Rgp and Kgp (each at 1.67 nM final concentration) were preincubated with 10 µM of prenylated flavonoid and residual enzyme activity was measured. The enzyme activity in the absence of flavonoid was taken as 100%. EC, Epicatechin; ECg. Epicatechin gallate; EGC, Epigallocatechin; EGCg, Epigallocatechin gallate. All values are expressed as average ± standard error in triplicate assay. Asterisk (P < 0.05) and double asterisk (P < 0.01) indicates significant difference of the values versus control values.

Figure 3. Determination of the mode of inhibition of RgpB (A) and Kgp (B) by Epimedokoreanin B (compound 8)

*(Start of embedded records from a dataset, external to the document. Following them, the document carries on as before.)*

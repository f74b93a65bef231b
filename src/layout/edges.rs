use std::collections::{HashMap, HashSet};

use serde_json::json;
use tracing::debug;

use crate::ir::Service;
use crate::theme::Theme;

use super::types::{Edge, EdgeKind, NodeKind, ROOT_NODE_ID, StyleMap};

fn style(value: serde_json::Value) -> Option<StyleMap> {
    match value {
        serde_json::Value::Object(map) => Some(map),
        _ => None,
    }
}

pub(crate) fn root_network_edges(network_ids: &[String]) -> Vec<Edge> {
    network_ids
        .iter()
        .map(|id| Edge::new(EdgeKind::RootNetwork, ROOT_NODE_ID, id, "step"))
        .collect()
}

/// Network membership edges, plus a dashed root edge for every service that
/// ends up in no known network.
pub(crate) fn membership_edges(
    services: &[(&str, &Service)],
    network_ids: &HashMap<&str, String>,
    theme: &Theme,
) -> Vec<Edge> {
    let mut edges = Vec::new();
    for (service_name, service) in services {
        let service_id = NodeKind::Service.node_id(service_name);
        let mut joined: HashSet<&str> = HashSet::new();

        for network_name in &service.networks {
            let Some(network_id) = network_ids.get(network_name.as_str()) else {
                debug!(service = %service_name, network = %network_name, "dropping edge to undefined network");
                continue;
            };
            if !joined.insert(network_name.as_str()) {
                continue;
            }
            let mut edge = Edge::new(EdgeKind::NetworkService, network_id, &service_id, "smoothstep");
            edge.style = style(json!({
                "strokeWidth": 0,
                "stroke": "transparent",
            }));
            edge.label = Some(network_name.clone());
            edge.label_style = style(json!({
                "fill": theme.network_label_color,
                "opacity": theme.network_label_opacity,
                "textAlign": "center",
            }));
            edge.network_name = Some(network_name.clone());
            edge.service_name = Some(service_name.to_string());
            edges.push(edge);
        }

        if joined.is_empty() {
            let mut edge = Edge::new(EdgeKind::RootService, ROOT_NODE_ID, &service_id, "smoothstep");
            edge.style = style(json!({
                "strokeWidth": theme.fallback_stroke_width,
                "strokeDasharray": theme.fallback_dasharray,
            }));
            edges.push(edge);
        }
    }
    edges
}

/// Animated dependent → dependency edges.
pub(crate) fn depends_on_edges(
    services: &[(&str, &Service)],
    service_ids: &HashMap<&str, String>,
) -> Vec<Edge> {
    let mut edges = Vec::new();
    let mut seen: HashSet<String> = HashSet::new();
    for (service_name, service) in services {
        let source_id = NodeKind::Service.node_id(service_name);
        for dependency in &service.depends_on {
            let Some(target_id) = service_ids.get(dependency.as_str()) else {
                debug!(service = %service_name, dependency = %dependency, "dropping edge to undefined service");
                continue;
            };
            let mut edge = Edge::new(EdgeKind::DependsOn, &source_id, target_id, "smoothstep");
            if !seen.insert(edge.id.clone()) {
                continue;
            }
            edge.source_handle = Some(format!("{source_id}-source-2"));
            edge.target_handle = Some(format!("{target_id}-target-2"));
            edge.animated = true;
            edges.push(edge);
        }
    }
    edges
}

/// One animated edge per named-volume mount; the mount target tells apart
/// two mounts of the same volume.
pub(crate) fn service_volume_edges(
    services: &[(&str, &Service)],
    volume_ids: &HashMap<&str, String>,
) -> Vec<Edge> {
    let mut edges = Vec::new();
    let mut seen: HashSet<String> = HashSet::new();
    for (service_name, service) in services {
        let source_id = NodeKind::Service.node_id(service_name);
        for mount in &service.volumes {
            let Some(volume) = mount.named_volume() else {
                continue;
            };
            let Some(target_id) = volume_ids.get(volume) else {
                debug!(service = %service_name, volume = %volume, "dropping edge to undefined volume");
                continue;
            };
            let mut edge = Edge::new(EdgeKind::ServiceVolume, &source_id, target_id, "smoothstep");
            edge.id = format!("{}@{}", edge.id, mount.target);
            if !seen.insert(edge.id.clone()) {
                continue;
            }
            edge.animated = true;
            edges.push(edge);
        }
    }
    edges
}

pub(crate) fn unused_volume_edge(volume_id: &str, theme: &Theme) -> Edge {
    let mut edge = Edge::new(EdgeKind::RootUnusedVolume, ROOT_NODE_ID, volume_id, "step");
    edge.source_handle = Some(format!("{ROOT_NODE_ID}-source-2"));
    edge.style = style(json!({
        "strokeWidth": 1,
        "stroke": theme.unused_color,
        "strokeDasharray": theme.unused_dasharray,
        "opacity": theme.unused_edge_opacity,
    }));
    edge.label = Some("unused".to_string());
    edge.label_style = style(json!({
        "fill": theme.unused_color,
        "fontWeight": "400",
        "fontSize": "9px",
        "background": theme.unused_label_background,
        "padding": "1px 4px",
        "borderRadius": "3px",
    }));
    edge
}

The velocity (v) of the reaction was determined at the substrate concentration [S] in the range from 20 µM to 100 µM in the presence of various concentrations (0–10 µM) of Epimedokoreanin B and the ratio of [S]/v for each inhibitor concentration [I] was plotted (the

Figure 4. Inhibitory effect of prenylated flavonoids on growth and biofilm formation of P. gingivalis

(A–C) P. gingivalis growth in the presence of prenylated flavonoids at 12.5 µM is shown by measuring absorbance at 620 nm different time points. Results were similar in each of three independent experiments and representative data are shown as means ± SD in a triplicate assay. (D) Biofilm formation (absorbance at 492 nm after staining with safranin) was assessed after a 24 h-culture in the presence of a compound at 1.25 µM. All the compounds at 1.25 M had no effect on growth of P. gingivalis. Results were similar in three independent experiments and representative data are shown. Results are expressed as means ± SD in a triplicate assay. Data were statistically analyzed by one-way analysis of variance (ANOVA) followed by the Dunnett’s multiple comparison test. Asterisks indicate significant difference (P < 0.05) from values obtained in the absence of flavonoids.